In other words, the painful acts of marginalization of other Eritreans planted new danger in the society. Proclamation after proclamation came with wrong solutions to Eritrea’s problems and needs. For instance, the proclamation on the dispossession of land to the people had more severe consequences on the Moslem population; this very proclamation was described by outside observers in the mid-1990’s as a “recipe for civil war” in Eritrea although very few, if any, of our presently vocal elite commented about it. Land was grabbed from peasants and pastoralists and given to close supporters of the regime. This act, which left no ground for breeding livestock, pauperized an already wretched segment of the people. The regime’s policy on languages of instruction led to the closure of schools in many parts of the western lowlands; some families who wanted to educate their kids properly in a language other than the local vernaculars had to look for ‘another home’ outside home. Cultural practices and long revered traditions of the people, mainly of the Moslems, were openly violated and respect of the family degraded. All these acts alienating a particular segment of the population were fertilizers for the polarization that I feel is now dangerously hanging over our heads. The top sinner, or the first degree criminal, is of course Isayas Afeworki although his cohorts and supporters cannot be absolved of this crime of deepening mistrust among Christian and Moslem Eritreans.

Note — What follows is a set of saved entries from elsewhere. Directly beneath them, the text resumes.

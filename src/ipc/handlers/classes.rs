use crate::audit;
use crate::ipc::error::{err, ok};
use crate::ipc::types::{AppState, Request};
use rusqlite::{OptionalExtension, TransactionBehavior};
use serde_json::json;
use uuid::Uuid;

fn handle_classes_list(state: &mut AppState, req: &Request) -> serde_json::Value {
    let Some(conn) = state.db.as_ref() else {
        return ok(&req.id, json!({ "classes": [] }));
    };

    // Include basic counts so the UI can show a useful dashboard.
    // Use correlated subqueries to avoid double-counting from joins.
    let mut stmt = match conn.prepare(
        "SELECT
           c.id,
           c.name,
           (SELECT COUNT(*) FROM students s WHERE s.class_id = c.id) AS student_count,
           (SELECT COUNT(*) FROM fee_structures fs WHERE fs.class_id = c.id) AS fee_structure_count
         FROM classes c
         ORDER BY c.name",
    ) {
        Ok(s) => s,
        Err(e) => return err(&req.id, "db_query_failed", e.to_string(), None),
    };

    let rows = stmt
        .query_map([], |row| {
            let id: String = row.get(0)?;
            let name: String = row.get(1)?;
            let student_count: i64 = row.get(2)?;
            let fee_structure_count: i64 = row.get(3)?;
            Ok(json!({
                "id": id,
                "name": name,
                "studentCount": student_count,
                "feeStructureCount": fee_structure_count
            }))
        })
        .and_then(|it| it.collect::<Result<Vec<_>, _>>());

    match rows {
        Ok(classes) => ok(&req.id, json!({ "classes": classes })),
        Err(e) => err(&req.id, "db_query_failed", e.to_string(), None),
    }
}

fn handle_classes_create(state: &mut AppState, req: &Request) -> serde_json::Value {
    let Some(conn) = state.db.as_ref() else {
        return err(&req.id, "no_workspace", "select a workspace first", None);
    };

    let name = match req.params.get("name").and_then(|v| v.as_str()) {
        Some(v) => v.trim().to_string(),
        None => return err(&req.id, "bad_params", "missing name", None),
    };
    if name.is_empty() {
        return err(&req.id, "bad_params", "name must not be empty", None);
    }

    let class_id = Uuid::new_v4().to_string();
    if let Err(e) = conn.execute(
        "INSERT INTO classes(id, name) VALUES(?, ?)",
        (&class_id, &name),
    ) {
        return err(
            &req.id,
            "db_insert_failed",
            e.to_string(),
            Some(json!({ "table": "classes" })),
        );
    }

    if let Err(e) = audit::record(
        conn,
        "classes.create",
        "class",
        &class_id,
        &json!({ "name": name.as_str() }),
    ) {
        return err(&req.id, "db_insert_failed", e.to_string(), None);
    }

    ok(&req.id, json!({ "classId": class_id, "name": name }))
}

fn handle_classes_delete(state: &mut AppState, req: &Request) -> serde_json::Value {
    let Some(conn) = state.db.as_mut() else {
        return err(&req.id, "no_workspace", "select a workspace first", None);
    };

    let class_id = match req.params.get("classId").and_then(|v| v.as_str()) {
        Some(v) => v.to_string(),
        None => return err(&req.id, "bad_params", "missing classId", None),
    };

    let exists: Option<i64> = match conn
        .query_row("SELECT 1 FROM classes WHERE id = ?", [&class_id], |r| {
            r.get(0)
        })
        .optional()
    {
        Ok(v) => v,
        Err(e) => return err(&req.id, "db_query_failed", e.to_string(), None),
    };

    if exists.is_none() {
        return err(&req.id, "not_found", "class not found", None);
    }

    let tx = match conn.transaction_with_behavior(TransactionBehavior::Immediate) {
        Ok(t) => t,
        Err(e) => return err(&req.id, "db_tx_failed", e.to_string(), None),
    };

    // Explicitly delete in dependency order (no ON DELETE CASCADE).
    // The audit log deliberately survives; receipts do not outlive the class.
    if let Err(e) = tx.execute(
        "DELETE FROM fee_transactions
         WHERE student_id IN (SELECT id FROM students WHERE class_id = ?)",
        [&class_id],
    ) {
        let _ = tx.rollback();
        return err(
            &req.id,
            "db_delete_failed",
            e.to_string(),
            Some(json!({ "table": "fee_transactions" })),
        );
    }

    if let Err(e) = tx.execute(
        "DELETE FROM fee_accounts
         WHERE student_id IN (SELECT id FROM students WHERE class_id = ?)",
        [&class_id],
    ) {
        let _ = tx.rollback();
        return err(
            &req.id,
            "db_delete_failed",
            e.to_string(),
            Some(json!({ "table": "fee_accounts" })),
        );
    }

    if let Err(e) = tx.execute("DELETE FROM fee_structures WHERE class_id = ?", [&class_id]) {
        let _ = tx.rollback();
        return err(
            &req.id,
            "db_delete_failed",
            e.to_string(),
            Some(json!({ "table": "fee_structures" })),
        );
    }

    if let Err(e) = tx.execute("DELETE FROM students WHERE class_id = ?", [&class_id]) {
        let _ = tx.rollback();
        return err(
            &req.id,
            "db_delete_failed",
            e.to_string(),
            Some(json!({ "table": "students" })),
        );
    }

    if let Err(e) = tx.execute("DELETE FROM classes WHERE id = ?", [&class_id]) {
        let _ = tx.rollback();
        return err(
            &req.id,
            "db_delete_failed",
            e.to_string(),
            Some(json!({ "table": "classes" })),
        );
    }

    if let Err(e) = audit::record(&tx, "classes.delete", "class", &class_id, &json!({})) {
        let _ = tx.rollback();
        return err(&req.id, "db_insert_failed", e.to_string(), None);
    }

    if let Err(e) = tx.commit() {
        return err(&req.id, "db_commit_failed", e.to_string(), None);
    }

    ok(&req.id, json!({ "ok": true }))
}

pub fn try_handle(state: &mut AppState, req: &Request) -> Option<serde_json::Value> {
    match req.method.as_str() {
        "classes.list" => Some(handle_classes_list(state, req)),
        "classes.create" => Some(handle_classes_create(state, req)),
        "classes.delete" => Some(handle_classes_delete(state, req)),
        _ => None,
    }
}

The dangerous trend of polarization in the Eritrean society by “Christian” Isayas had been blunted through the years thanks to the commitment and perseverance of fighters who stuck to the all-embracing Jebha culture of defending the unity in diversity of the people above everything else. In particular, Eritreans from the highlands continually played their share to avert polarization. These were the fighters I called ‘Tessema Asberoms’ (see Awate.com of March and April 2001) for having remained “on the vanguard of the struggle against [Isayas Afeworki’s gospel of] chauvinism and ethno-sectarian polarization in Eritrean politics, past and present.” I added: “They are the thousands of Tessema Asberoms who continued to defy the politics of hate, contempt, division and exclusion and helped to save Eritrea from the worst that could have befallen it because of those evil teachings. It was those tens of thousands of our Tessemas in all the Eritrean political organizations that staved off, or at least softened, social polarization in our days. These living Tessema Asberoms are Eritrea's unrecognized, unsung heroes, my heroes.” (I was impersonating the ELF fighters to Tessema Asberom of Maareba who, according to a story told to me by the late Aboy Gherezghiher Tessema of the ELF, that Ras Tessema Asberom used to respond to his Andnet detractors as follows when he was charged of betraying ‘Christianity’: ‘No one will stop me from allying with brother compatriots on national matters; I can even put the Turban on my head if I am told that will be the only way Eritrea could become independent’”).
However, the culprit was not only Isayas. There also were others.
The Other Sinners
Herui Tedla: In the 1970’s, and in spite of the effects of Nehnan Elamanan on Christian/Moslem relations, the Eritrean Liberation Front was receiving in its ranks a large number of new fighters from the Eritrean highlands. By the time the ELF was holding its second National Congress in May 1975, the number of newcomers, most of them Christians, was much larger than the old fighters already in the field. By using for political ends the issue of their representation in the congress, Herui Tedla Bairu let himself to be perceived as the ‘leader’ of the new force which automatically turned out to be divisive on religious and ethnic (pan-Kebessan) lines. To my judgement then and now, the unwise act of depriving Herui a seat at the 41-member Revolutionary Council of the day added fuel to the fire. The end result was the so-called ‘Falul’ phenomenon that depleted the ELF of a large number of fighters. This incident further deepened religious mistrust among many fighters and the general society. It was an additional negative input to what was going on in the society by the cells of hatred and enmity in the field - the Wahyos of Isayas.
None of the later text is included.